Aim of the exercise — Which lines in the records below include the word "TraceId"? Report each of them in full.

Dataset extract —
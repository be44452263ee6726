//! Builds a registry from a JSON configuration and calls an OAuth-protected upstream.
//!
//! The mock server speaks HTTPS with a self-signed certificate, so both clients set `skip_ssl`.
//! Run with `RUST_LOG=outbound_http=debug` to see the structured request/response records.

// crates.io
use color_eyre::Result;
use httpmock::prelude::*;
use serde::Deserialize;
use tracing_subscriber::EnvFilter;
// self
use outbound_http::{
	config::Config,
	decode::{Validate, Violations},
	reqwest::Method,
	trace::{RequestContext, TraceId},
};

#[derive(Debug, Deserialize)]
struct Invoice {
	id: String,
	amount: u64,
}
impl Validate for Invoice {
	fn validate(&self, v: &mut Violations) {
		v.required("id", &self.id).min("amount", self.amount, 1);
	}
}

#[derive(Debug, Deserialize)]
struct PartnerError {
	code: String,
	message: String,
}
impl Validate for PartnerError {
	fn validate(&self, v: &mut Violations) {
		v.required("code", &self.code);
	}
}

#[tokio::main]
async fn main() -> Result<()> {
	color_eyre::install()?;
	tracing_subscriber::fmt().with_env_filter(EnvFilter::from_default_env()).init();

	let server = MockServer::start_async().await;
	let token_mock = server
		.mock_async(|when, then| {
			when.method(POST).path("/token");
			then.status(200).header("content-type", "application/json").body(
				"{\"token_type\":\"Bearer\",\"access_token\":\"demo-access\",\"expires_in\":900}",
			);
		})
		.await;
	let invoice_mock = server
		.mock_async(|when, then| {
			when.method(GET)
				.path("/billing/invoices/inv-1")
				.header("authorization", "Bearer demo-access");
			then.status(200)
				.header("content-type", "application/json")
				.body("{\"id\":\"inv-1\",\"amount\":4200}");
		})
		.await;
	let raw = format!(
		r#"{{
			"logger": {{ "max_body_length": 256 }},
			"token_clients": [{{ "key": "billing-auth", "basepath": "{token}", "skip_ssl": true }}],
			"token_sources": [{{
				"key": "billing-oauth",
				"client_key": "billing-auth",
				"client_id": "demo-client",
				"client_secret": "super-secret",
				"scopes": ["invoices.read"]
			}}],
			"clients": [{{
				"key": "billing",
				"basepath": "{api}",
				"skip_ssl": true,
				"timeout": 5,
				"token_source_key": "billing-oauth"
			}}]
		}}"#,
		token = server.url("/token"),
		api = server.url("/billing"),
	);
	let config = Config::from_slice(raw.as_bytes())?;

	config.require_clients(["billing"])?;

	let registry = config.into_registry()?;
	let client = registry.client("billing")?;
	let ctx = RequestContext::with_trace_id(TraceId::generate());

	for _ in 0..2 {
		let request = client.build_request(&ctx, Method::GET, "/invoices/inv-1")?;
		let decoded = client.call::<Invoice, PartnerError>(request).await?;

		println!("Classified as {}: {decoded:?}.", decoded.class());
	}

	token_mock.assert_calls_async(1).await;
	invoice_mock.assert_calls_async(2).await;

	Ok(())
}
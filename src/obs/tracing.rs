// self
use crate::{_prelude::*, obs::CallKind};

/// Type alias that resolves to an instrumented future when tracing is enabled.
#[cfg(feature = "tracing")]
pub type InstrumentedCall<F> = tracing::instrument::Instrumented<F>;
/// Passthrough future type when tracing is disabled.
#[cfg(not(feature = "tracing"))]
pub type InstrumentedCall<F> = F;

/// Span wrapping one client call or token renewal.
#[derive(Clone, Debug)]
pub struct CallSpan {
	#[cfg(feature = "tracing")]
	span: tracing::Span,
}
impl CallSpan {
	/// Creates a new span tagged with the call kind and the client or token source key.
	pub fn new(kind: CallKind, key: &str) -> Self {
		#[cfg(feature = "tracing")]
		{
			let span = tracing::info_span!("outbound_http.call", kind = kind.as_str(), key);

			Self { span }
		}
		#[cfg(not(feature = "tracing"))]
		{
			let _ = (kind, key);

			Self {}
		}
	}

	/// Instruments an async block without holding a guard across `.await` points.
	pub fn instrument<Fut>(&self, fut: Fut) -> InstrumentedCall<Fut>
	where
		Fut: Future,
	{
		#[cfg(feature = "tracing")]
		{
			use tracing::Instrument;

			fut.instrument(self.span.clone())
		}
		#[cfg(not(feature = "tracing"))]
		{
			fut
		}
	}
}

#[cfg(test)]
mod tests {
	// self
	use super::*;

	#[test]
	fn call_span_builds_without_subscriber() {
		let _span = CallSpan::new(CallKind::ClientCall, "partner-api");
	}

	#[tokio::test]
	async fn instrument_wraps_future() {
		let span = CallSpan::new(CallKind::TokenRenewal, "partner-oauth");
		let value = span.instrument(async { 42 }).await;

		assert_eq!(value, 42);
	}
}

Task answer —
	trace::{RequestContext, TraceId},
	let ctx = RequestContext::with_trace_id(TraceId::generate());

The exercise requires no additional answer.